Saved data entries

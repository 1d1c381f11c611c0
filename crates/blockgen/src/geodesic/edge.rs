//! Directed geodesic edges and their frontage segmentation.
//!
//! Segmentation re-solves the inverse problem from the current position to the
//! fixed end point at every step. The bearing toward a fixed point drifts as
//! one moves along the ellipsoid, so reusing the first azimuth would trace a
//! different path.

use crate::cfg::{SNAP_EPS, SNAP_REL};
use crate::error::BlockError;
use crate::jitter::{Jitter, UniformSource};

use super::{direct, inverse, Direct, Inverse, Point};

/// Ordered `(start, end)` pair; azimuth and distance are measured start → end.
#[derive(Clone, Copy, Debug, PartialEq)]
pub struct GeodesicEdge {
    pub start: Point,
    pub end: Point,
}

impl GeodesicEdge {
    #[inline]
    pub const fn new(start: Point, end: Point) -> Self {
        Self { start, end }
    }

    #[inline]
    pub fn inverse(&self) -> Inverse {
        inverse(self.start, self.end)
    }

    /// Ellipsoidal length in metres.
    #[inline]
    pub fn length(&self) -> f64 {
        self.inverse().distance
    }

    /// Forward azimuth at `start`.
    #[inline]
    pub fn azimuth(&self) -> f64 {
        self.inverse().azi1
    }

    /// Point and forward azimuth `distance` metres from `start` toward `end`.
    pub fn position(&self, distance: f64) -> Direct {
        direct(self.start, self.azimuth(), distance)
    }

    /// Jittered frontage sub-edges covering the edge end-to-end.
    ///
    /// Each sub-edge has length in `(0, target·(1+variation)]`; consecutive
    /// sub-edges share their endpoint exactly and the last one ends exactly at
    /// `self.end`. Fails with `InvalidParameter` for bad lengths/fractions and
    /// `InvalidPolygon` for a zero-length edge.
    ///
    /// A leftover of at most `min(1 µm, 0.1 % of the shortest step)` is folded
    /// into the last sub-edge, so an edge that long past a multiple of the
    /// target yields one sub-edge fewer than `ceil(length / target)`.
    pub fn segments<'r, R: UniformSource + ?Sized>(
        &self,
        target_length: f64,
        variation_fraction: f64,
        rng: &'r mut R,
    ) -> Result<Segments<'r, R>, BlockError> {
        let jitter = Jitter::new(target_length, variation_fraction)?;
        Ok(Segments {
            walk: SegmentWalk::new(*self, jitter)?,
            rng,
        })
    }

    /// Positions at cumulative jittered distances `0, d1, d1+d2, …` strictly
    /// below the edge length, all on the single geodesic solved once from
    /// `start` (no per-step re-solve).
    pub fn waypoints<'r, R: UniformSource + ?Sized>(
        &self,
        target_length: f64,
        variation_fraction: f64,
        rng: &'r mut R,
    ) -> Result<Waypoints<'r, R>, BlockError> {
        let jitter = Jitter::new(target_length, variation_fraction)?;
        let inv = self.inverse();
        Ok(Waypoints {
            start: self.start,
            azimuth: inv.azi1,
            total: inv.distance,
            travelled: 0.0,
            jitter,
            rng,
        })
    }
}

/// Segmentation state without the random source, so callers that own the
/// source across several edges (the block generator) can drive it directly.
#[derive(Clone, Debug)]
pub(crate) struct SegmentWalk {
    current: Point,
    end: Point,
    total: f64,
    travelled: f64,
    jitter: Jitter,
    snap: f64,
    done: bool,
}

impl SegmentWalk {
    pub(crate) fn new(edge: GeodesicEdge, jitter: Jitter) -> Result<Self, BlockError> {
        let total = edge.length();
        if edge.start == edge.end || total <= 0.0 {
            return Err(BlockError::invalid_polygon(format!(
                "boundary edge has coincident start and end ({:?})",
                edge.start
            )));
        }
        Ok(Self {
            current: edge.start,
            end: edge.end,
            total,
            travelled: 0.0,
            jitter,
            snap: SNAP_EPS.min(jitter.min_step() * SNAP_REL),
            done: false,
        })
    }

    #[inline]
    pub(crate) fn total(&self) -> f64 {
        self.total
    }

    pub(crate) fn step<R: UniformSource + ?Sized>(&mut self, rng: &mut R) -> Option<GeodesicEdge> {
        if self.done || self.current == self.end {
            self.done = true;
            return None;
        }
        let to_end = inverse(self.current, self.end);
        let remaining = to_end.distance;
        let d = self.jitter.draw(rng);
        let next = if d >= remaining - self.snap {
            self.done = true;
            self.travelled += remaining;
            self.end
        } else {
            self.travelled += d;
            direct(self.current, to_end.azi1, d).point
        };
        let sub = GeodesicEdge::new(self.current, next);
        self.current = next;
        Some(sub)
    }
}

/// Lazy frontage sub-edges of one `GeodesicEdge`; see [`GeodesicEdge::segments`].
pub struct Segments<'r, R: ?Sized> {
    walk: SegmentWalk,
    rng: &'r mut R,
}

impl<R: ?Sized> Segments<'_, R> {
    /// Ellipsoidal length of the parent edge.
    pub fn total(&self) -> f64 {
        self.walk.total()
    }

    /// Cumulative distance covered by the sub-edges emitted so far.
    pub fn travelled(&self) -> f64 {
        self.walk.travelled
    }
}

impl<R: UniformSource + ?Sized> Iterator for Segments<'_, R> {
    type Item = GeodesicEdge;

    fn next(&mut self) -> Option<Self::Item> {
        self.walk.step(&mut *self.rng)
    }
}

/// Lazy positions along one edge; see [`GeodesicEdge::waypoints`].
pub struct Waypoints<'r, R: ?Sized> {
    start: Point,
    azimuth: f64,
    total: f64,
    travelled: f64,
    jitter: Jitter,
    rng: &'r mut R,
}

impl<R: UniformSource + ?Sized> Iterator for Waypoints<'_, R> {
    type Item = Direct;

    fn next(&mut self) -> Option<Self::Item> {
        if self.travelled >= self.total {
            return None;
        }
        let here = direct(self.start, self.azimuth, self.travelled);
        self.travelled = (self.travelled + self.jitter.draw(&mut *self.rng)).min(self.total);
        Some(here)
    }
}
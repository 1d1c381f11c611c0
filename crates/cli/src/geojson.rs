//! Minimal GeoJSON codec for block outlines in and footprints out.
//!
//! Only what the generator needs: the exterior ring of each `Polygon` feature
//! on input, closed `Polygon` features with flat properties on output.
//! GeoJSON positions are `[lon, lat]`; the core works in `(lat, lon)`.

use std::fs;
use std::path::Path;

use anyhow::{Context, Result};
use blockgen::{Footprint, Point};
use serde::Deserialize;
use serde_json::{json, Map, Value};

#[derive(Debug, Deserialize)]
struct FeatureCollection {
    #[serde(default)]
    features: Vec<Feature>,
}

#[derive(Debug, Deserialize)]
struct Feature {
    #[serde(default)]
    id: Option<Value>,
    #[serde(default)]
    properties: Option<Map<String, Value>>,
    #[serde(default)]
    geometry: Option<Geometry>,
}

#[derive(Debug, Deserialize)]
struct Geometry {
    #[serde(rename = "type")]
    kind: String,
    #[serde(default)]
    coordinates: Value,
}

/// One input outline ready for the core.
#[derive(Clone, Debug, PartialEq)]
pub struct BlockFeature {
    /// Feature id, else `properties.name`, else its position in the file.
    pub label: String,
    pub ring: Vec<Point>,
}

pub fn read_blocks(path: &Path) -> Result<Vec<BlockFeature>> {
    let text = fs::read_to_string(path).with_context(|| format!("reading {}", path.display()))?;
    parse_blocks(&text).with_context(|| format!("parsing {}", path.display()))
}

/// Exterior rings of all `Polygon` features; other geometries are skipped with a warning.
pub fn parse_blocks(text: &str) -> Result<Vec<BlockFeature>> {
    let fc: FeatureCollection = serde_json::from_str(text)?;
    let mut out = Vec::with_capacity(fc.features.len());
    for (index, feature) in fc.features.into_iter().enumerate() {
        let label = feature_label(&feature, index);
        let Some(geometry) = feature.geometry else {
            tracing::warn!(feature = %label, "feature has no geometry; skipped");
            continue;
        };
        if geometry.kind != "Polygon" {
            tracing::warn!(feature = %label, kind = %geometry.kind, "not a Polygon; skipped");
            continue;
        }
        let rings: Vec<Vec<Vec<f64>>> = serde_json::from_value(geometry.coordinates)
            .with_context(|| format!("polygon coordinates of feature {label}"))?;
        let Some(exterior) = rings.into_iter().next() else {
            tracing::warn!(feature = %label, "polygon without rings; skipped");
            continue;
        };
        let ring = exterior
            .iter()
            .map(|pos| match pos.as_slice() {
                [lon, lat, ..] => Ok(Point::new(*lat, *lon)),
                _ => anyhow::bail!("feature {label}: position needs [lon, lat]"),
            })
            .collect::<Result<Vec<_>>>()?;
        out.push(BlockFeature { label, ring });
    }
    Ok(out)
}

fn feature_label(feature: &Feature, index: usize) -> String {
    let from_id = feature.id.as_ref().and_then(|id| match id {
        Value::String(s) => Some(s.clone()),
        Value::Number(n) => Some(n.to_string()),
        _ => None,
    });
    let from_name = || {
        feature
            .properties
            .as_ref()
            .and_then(|p| p.get("name"))
            .and_then(Value::as_str)
            .map(str::to_string)
    };
    from_id
        .or_else(from_name)
        .unwrap_or_else(|| index.to_string())
}

/// Metadata attached to every generated footprint.
#[derive(Clone, Debug)]
pub struct FootprintMeta<'a> {
    pub id: &'a str,
    pub name: &'a str,
    pub source_feature: &'a str,
    pub generated_at: u64,
}

/// One footprint as a GeoJSON `Polygon` feature with a closed ring.
pub fn footprint_feature(fp: &Footprint, meta: &FootprintMeta<'_>) -> Value {
    let ring: Vec<[f64; 2]> = fp.closed_ring().iter().map(|p| [p.lon, p.lat]).collect();
    json!({
        "type": "Feature",
        "id": meta.id,
        "geometry": {
            "type": "Polygon",
            "coordinates": [ring],
        },
        "properties": {
            "id": meta.id,
            "name": meta.name,
            "source_feature": meta.source_feature,
            "generated_at": meta.generated_at,
        },
    })
}

pub fn write_collection(path: &Path, features: Vec<Value>) -> Result<()> {
    if let Some(parent) = path.parent() {
        if !parent.as_os_str().is_empty() {
            fs::create_dir_all(parent)
                .with_context(|| format!("creating output dir {}", parent.display()))?;
        }
    }
    let doc = json!({
        "type": "FeatureCollection",
        "features": features,
    });
    fs::write(path, serde_json::to_vec_pretty(&doc)?)
        .with_context(|| format!("writing {}", path.display()))?;
    Ok(())
}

> **Goal of the exercise**
Wherever the string "filename" appears in the data above, report the whole line.

> **Exercise response**
filename crates/blockgen/src/geodesic/edge.rs
filename crates/cli/src/geojson.rs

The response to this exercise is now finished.